Zhang Qingping, Bao Xinhua
Department of Pediatrics, the First Hospital of Peking University, Beijing 100034, P.R.China.
Zhonghua Yi Xue Yi Chuan Xue Za Zhi. 2015 Jun;32(3):426-9. doi: 10.3760/cma.j.issn.1003-9406.2015.03.028.
Methyl-CpG-binding protein 2 gene (MECP2; OMIM 300005) is located at chromosome Xq28. Mutations of the gene including point mutation, duplication and deletion can lead to severe neurodevelopmental disorders. The disease caused by duplication of the entire MECP2 gene, named as MECP2 duplication syndrome, is mostly seen in males. The clinical manifestation of this syndrome include mental retardation, hypotonia, poor speech development, recurrent infection, progressive spasticity, epilepsy, autism or autistic features with or without midface hypoplasia. Most patients have inherited the duplication from their unaffected mothers, with only a few cases having de novo mutation. Females with duplicated MECP2 gene are typically asymptomatic because of a skewed X chromosome inactivation (XCI) pattern. Proposed mechanisms of this genomic rearrangement include fork stalling and template switching (FoSTeS) and microhomology mediated break-induced replication (MMBIR). Since no effective treatment is available for this disease, proper genetic counseling and prenatal diagnosis for the high risk families are crucial.

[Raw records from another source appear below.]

// src/markov.rs
//! Марковская модель переходов типов комнат
//!
//! Каждая `Normal` клетка смотрит на самый частый тип среди восьми соседей
//! (по снимку сетки до прохода) и разыгрывает новый тип по строке переходов
//! этого соседа. После прохода добираются минимальные количества особых комнат.

use rand::Rng;

use crate::config::MarkovSettings;
use crate::layout::{DungeonLayout, Pos, RoomType, euclidean, neighbors8};

/// Один исход строки переходов
#[derive(Debug, Clone, Copy, PartialEq)]
pub struct Transition {
    pub to: RoomType,
    pub probability: f64,
}

const fn transition(to: RoomType, probability: f64) -> Transition {
    Transition { to, probability }
}

/// Остаток вероятности до 1.0 означает «клетка не меняется».
const FROM_EMPTY: [Transition; 0] = [];
const FROM_NORMAL: [Transition; 4] = [
    transition(RoomType::Normal, 0.7),
    transition(RoomType::Treasure, 0.1),
    transition(RoomType::Trap, 0.15),
    transition(RoomType::Boss, 0.05),
];
const FROM_SPECIAL: [Transition; 1] = [transition(RoomType::Normal, 0.9)];

/// Строка переходов для типа соседа
#[must_use]
pub fn transition_row(neighbor: RoomType) -> &'static [Transition] {
    match neighbor {
        RoomType::Empty => &FROM_EMPTY,
        RoomType::Normal => &FROM_NORMAL,
        RoomType::Entrance | RoomType::Treasure | RoomType::Trap | RoomType::Boss => {
            &FROM_SPECIAL
        }
    }
}

/// Разыгрывает исход строки по равномерному `u ∈ [0, 1)`
#[must_use]
pub fn sample_row(row: &[Transition], u: f64) -> Option<RoomType> {
    let mut cumulative = 0.0;
    for t in row {
        cumulative += t.probability;
        if u < cumulative {
            return Some(t.to);
        }
    }
    None
}

#[derive(Debug, Clone, Default)]
pub struct MarkovChainModel {
    settings: MarkovSettings,
}

impl MarkovChainModel {
    #[must_use]
    pub fn new(settings: MarkovSettings) -> Self {
        Self { settings }
    }

    /// Марковский проход и добор особых комнат
    pub fn relax<R: Rng>(&self, layout: &mut DungeonLayout, rng: &mut R) {
        let changed = self.transition_pass(layout, rng);
        self.top_up(layout, rng);

        tracing::debug!(
            changed,
            treasure = layout.count(RoomType::Treasure),
            traps = layout.count(RoomType::Trap),
            bosses = layout.count(RoomType::Boss),
            "Марковский проход завершён"
        );
    }

    /// Проход по снимку сетки; возвращает число клеток, сменивших тип
    fn transition_pass<R: Rng>(&self, layout: &mut DungeonLayout, rng: &mut R) -> usize {
        let size = layout.size();
        let snapshot = layout.cells().to_vec();
        let mut changed = 0;

        for (i, &room) in snapshot.iter().enumerate() {
            if room != RoomType::Normal {
                continue;
            }
            let pos = (i % size, i / size);
            let neighbor = dominant_neighbor(&snapshot, size, pos);
            let u = rng.gen_range(0.0..1.0);
            if let Some(next) = sample_row(transition_row(neighbor), u) {
                // переход в Empty невозможен: строки его не содержат
                if next != room && layout.set_room_type(pos, next) {
                    changed += 1;
                }
            }
        }
        changed
    }

    /// Добор: босс, сокровищницы и ловушки, если их нет совсем
    fn top_up<R: Rng>(&self, layout: &mut DungeonLayout, rng: &mut R) {
        let size = layout.size();
        let attempts = self.settings.probe_attempts;

        if layout.count(RoomType::Boss) == 0 {
            if let Some(far) = farthest_normal(layout) {
                layout.set_room_type(far, RoomType::Boss);
            }
        }

        if layout.count(RoomType::Treasure) == 0 {
            let share = size / self.settings.treasure_divisor.max(1);
            let target = self.settings.min_treasure.max(share);
            convert_normals(layout, RoomType::Treasure, target, attempts, rng);
        }

        if layout.count(RoomType::Trap) == 0 {
            let share = size / self.settings.trap_divisor.max(1);
            let target = self.settings.min_traps.max(share);
            convert_normals(layout, RoomType::Trap, target, attempts, rng);
        }
    }
}

/// Превращает до `count` случайных клеток `Normal` в `room`
fn convert_normals<R: Rng>(
    layout: &mut DungeonLayout,
    room: RoomType,
    count: usize,
    attempts: usize,
    rng: &mut R,
) {
    let size = layout.size();
    let mut remaining = count;
    for _ in 0..attempts {
        if remaining == 0 {
            break;
        }
        let pos = (rng.gen_range(0..size), rng.gen_range(0..size));
        if layout.room_type(pos.0, pos.1) == RoomType::Normal {
            layout.set_room_type(pos, room);
            remaining -= 1;
        }
    }
}

/// Самый частый тип среди соседей; при равенстве побеждает встреченный первым
fn dominant_neighbor(snapshot: &[RoomType], size: usize, pos: Pos) -> RoomType {
    let mut tally: Vec<(RoomType, usize)> = Vec::with_capacity(8);
    for (x, y) in neighbors8(pos, size) {
        let room = snapshot[y * size + x];
        match tally.iter_mut().find(|(r, _)| *r == room) {
            Some((_, count)) => *count += 1,
            None => tally.push((room, 1)),
        }
    }

    let mut best = (RoomType::Normal, 0);
    for (room, count) in tally {
        if count > best.1 {
            best = (room, count);
        }
    }
    best.0
}

/// `Normal` клетка с наибольшим евклидовым расстоянием от входа
pub(crate) fn farthest_normal(layout: &DungeonLayout) -> Option<Pos> {
    let entrance = layout.entrance();
    let mut best: Option<(f64, Pos)> = None;
    for &pos in layout.room_positions(RoomType::Normal) {
        let distance = euclidean(pos, entrance);
        if best.is_none_or(|(d, _)| distance > d) {
            best = Some((distance, pos));
        }
    }
    best.map(|(_, pos)| pos)
}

甲基CpG结合蛋白2基因(MECP2;在线孟德尔人类遗传数据库编号300005)位于X染色体长臂28区。该基因的突变,包括点突变、重复和缺失,可导致严重的神经发育障碍。由整个MECP2基因重复引起的疾病,称为MECP2重复综合征,多见于男性。该综合征的临床表现包括智力低下、肌张力减退、语言发育迟缓、反复感染、进行性痉挛、癫痫、自闭症或具有或不具有面中部发育不全的自闭症特征。大多数患者从未受影响的母亲那里遗传了这种重复,只有少数病例是新发突变。MECP2基因重复的女性通常无症状,因为X染色体失活(XCI)模式偏向。这种基因组重排的推测机制包括叉停滞和模板转换(FoSTeS)以及微同源性介导的断裂诱导复制(MMBIR)。由于这种疾病没有有效的治疗方法,因此为高危家庭提供适当的遗传咨询和产前诊断至关重要。